Mudslide is a term that appears in non-technical literature to describe shallow landslides saturated by water that travel rapidly down slope as muddy slurries. Mudslides commonly travel at speeds greater than 20 mph, although in some occurrences speeds in excess of 100 mph have occurred. They flow like water and typically follow watercourses. Most mudslides are localized and threaten only buildings in their direct path. They are often overlooked hazards because they can travel thousands of feet or even miles from the source and may occur in areas with no known previous hazards.

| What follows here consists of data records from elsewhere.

// Copyright (C) 2026 The Loom MUD Authors
//
// This program is free software: you can redistribute it and/or modify it under
// the terms of the GNU General Public License as published by the Free Software
// Foundation, version 3.
//
// This program is distributed in the hope that it will be useful, but WITHOUT
// ANY WARRANTY; without even the implied warranty of MERCHANTABILITY or FITNESS
// FOR A PARTICULAR PURPOSE. See the GNU General Public License for more details.
//
// You should have received a copy of the GNU General Public License along with
// this program. If not, see <https://www.gnu.org/licenses/>.
//

//! The event queue orders by `(priority, insertion_sequence)`, defers events whose `ready_turn`
//! hasn't arrived into a side table indexed by turn, and collapses duplicate unique-keyed
//! events on enqueue. None of this needs a binary heap: events enter in small bursts per turn,
//! so a sorted insert into a small `Vec` is simpler and fast enough for the turn-paced workload
//! this is built for.

use std::collections::{BTreeMap, HashSet};

use mud_common::Turn;

use crate::event::{Event, UniqueKey};

#[derive(Default)]
pub struct EventQueue {
    /// Events whose ready_turn has already passed (or equals) the last-seen current turn,
    /// ordered by (priority, insertion_seq).
    ready: Vec<Event>,
    /// Events deferred until a future turn, indexed by that turn so the scheduler doesn't have
    /// to rescan the whole queue every tick.
    waiting: BTreeMap<u64, Vec<Event>>,
    /// Unique keys currently present in either `ready` or `waiting`, for O(1) dedup checks.
    pending_keys: HashSet<UniqueKey>,
    next_seq: u64,
}

impl EventQueue {
    pub fn new() -> Self {
        Self::default()
    }

    /// Enqueue `event` for dispatch. Returns `false` if it was dropped due to a unique-key
    /// collision with an already-pending event of the same key.
    pub fn enqueue(&mut self, mut event: Event, current_turn: Turn) -> bool {
        if let Some(key) = event.unique_key() {
            if self.pending_keys.contains(&key) {
                return false;
            }
            self.pending_keys.insert(key);
        }
        event.insertion_seq = self.next_seq;
        self.next_seq += 1;

        if event.ready_turn.0 > current_turn.0 {
            self.waiting.entry(event.ready_turn.0).or_default().push(event);
        } else {
            insert_sorted(&mut self.ready, event);
        }
        true
    }

    /// Promote any waiting events whose `ready_turn` has arrived into the ready list. Called
    /// once per tick before draining.
    pub fn promote_ready(&mut self, current_turn: Turn) {
        let due: Vec<u64> = self
            .waiting
            .range(..=current_turn.0)
            .map(|(k, _)| *k)
            .collect();
        for turn in due {
            if let Some(events) = self.waiting.remove(&turn) {
                for event in events {
                    insert_sorted(&mut self.ready, event);
                }
            }
        }
    }

    /// Pop the next ready event in priority/FIFO order, if any.
    pub fn pop_ready(&mut self) -> Option<Event> {
        let event = if self.ready.is_empty() {
            None
        } else {
            Some(self.ready.remove(0))
        };
        if let Some(event) = &event {
            if let Some(key) = event.unique_key() {
                self.pending_keys.remove(&key);
            }
        }
        event
    }

    pub fn ready_len(&self) -> usize {
        self.ready.len()
    }

    pub fn is_idle(&self) -> bool {
        self.ready.is_empty() && self.waiting.is_empty()
    }

    #[cfg(test)]
    pub fn waiting_len(&self) -> usize {
        self.waiting.values().map(|v| v.len()).sum()
    }
}

/// Insertion sort keyed on `(priority, insertion_seq)`. The ready list stays small (bounded by
/// the per-turn work budget plus whatever a burst enqueues), so linear insert beats the
/// bookkeeping overhead of a heap with removal-by-key support.
fn insert_sorted(ready: &mut Vec<Event>, event: Event) {
    let pos = ready
        .binary_search_by(|e| {
            (e.priority, e.insertion_seq).cmp(&(event.priority, event.insertion_seq))
        })
        .unwrap_or_else(|i| i);
    ready.insert(pos, event);
}

#[cfg(test)]
mod tests {
    use super::*;
    use crate::event::{Actor, Event, EventBody, Priority};
    use mud_common::UserId;

    fn input(user: u64, turn: u64) -> Event {
        Event::new(
            EventBody::Input {
                actor: Actor::User(UserId(user)),
                text: "look".to_string(),
            },
            Priority::INPUT,
            Turn(turn),
        )
    }

    #[test]
    fn fifo_within_same_priority() {
        let mut q = EventQueue::new();
        q.enqueue(input(1, 0), Turn(0));
        q.enqueue(input(2, 0), Turn(0));
        q.enqueue(input(3, 0), Turn(0));
        let EventBody::Input { actor: Actor::User(UserId(a)), .. } = q.pop_ready().unwrap().body else { panic!() };
        let EventBody::Input { actor: Actor::User(UserId(b)), .. } = q.pop_ready().unwrap().body else { panic!() };
        let EventBody::Input { actor: Actor::User(UserId(c)), .. } = q.pop_ready().unwrap().body else { panic!() };
        assert_eq!((a, b, c), (1, 2, 3));
    }

    #[test]
    fn higher_priority_dispatches_first() {
        let mut q = EventQueue::new();
        let mut low = input(1, 0);
        low.priority = Priority::NOTIFY;
        let mut high = input(2, 0);
        high.priority = Priority::HIGHEST;
        q.enqueue(low, Turn(0));
        q.enqueue(high, Turn(0));
        let first = q.pop_ready().unwrap();
        assert_eq!(first.priority, Priority::HIGHEST);
    }

    #[test]
    fn ready_turn_in_the_future_is_deferred_not_dropped() {
        let mut q = EventQueue::new();
        q.enqueue(input(1, 5), Turn(0));
        assert_eq!(q.ready_len(), 0);
        assert_eq!(q.waiting_len(), 1);
        q.promote_ready(Turn(4));
        assert_eq!(q.ready_len(), 0);
        q.promote_ready(Turn(5));
        assert_eq!(q.ready_len(), 1);
    }

    #[test]
    fn unique_key_collision_drops_the_new_event() {
        let mut q = EventQueue::new();
        let redraw = |u| Event::new(EventBody::RedrawPrompt { user: UserId(u) }, Priority::NOTIFY, Turn(0));
        for _ in 0..10 {
            q.enqueue(redraw(42), Turn(0));
        }
        assert_eq!(q.ready_len(), 1);
    }

    #[test]
    fn distinct_keys_do_not_collide() {
        let mut q = EventQueue::new();
        let redraw = |u| Event::new(EventBody::RedrawPrompt { user: UserId(u) }, Priority::NOTIFY, Turn(0));
        q.enqueue(redraw(1), Turn(0));
        q.enqueue(redraw(2), Turn(0));
        assert_eq!(q.ready_len(), 2);
    }

    #[test]
    fn popping_frees_the_key_for_reuse() {
        let mut q = EventQueue::new();
        let redraw = || Event::new(EventBody::RedrawPrompt { user: UserId(1) }, Priority::NOTIFY, Turn(0));
        q.enqueue(redraw(), Turn(0));
        q.pop_ready();
        assert!(q.enqueue(redraw(), Turn(0)));
    }
}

Mudslides are most likely to occur on steep loose soils that are saturated with water. Most rainstorms are not intense enough to trigger mudslides, it can happen. Mudslides can also be triggered by broken water pipes or misdirected runoff. Most originate in areas where vegetation has been removed, including hilly areas denuded by wildfire.

3.3 Landslides in Fremont

Landslides are common in the hilly areas of Fremont due to the combination of steep slopes, locally fractured and weak rocks, and occasional periods of intense rainfall. Extensive landslide-prone areas are found along I-680 south of Curtner Road, in Niles Canyon and on the westerly slopes of Mission Peak, Mt. Allison and Monument Peak. They are especially common in the southeastern portion of the city on the slopes of Mission Peak.1 This was the site of a mile-long landslide in 1998 which impacted 85 acres and was one of the largest in the recent history of the Bay Area.2 The harder, Cretaceous-age Great Valley units in the central hill area have experienced fewer landslides, but some do occur as a result of steep slopes.3 There have also been minor landslides in the Franciscan bedrock of the Coyote Hills.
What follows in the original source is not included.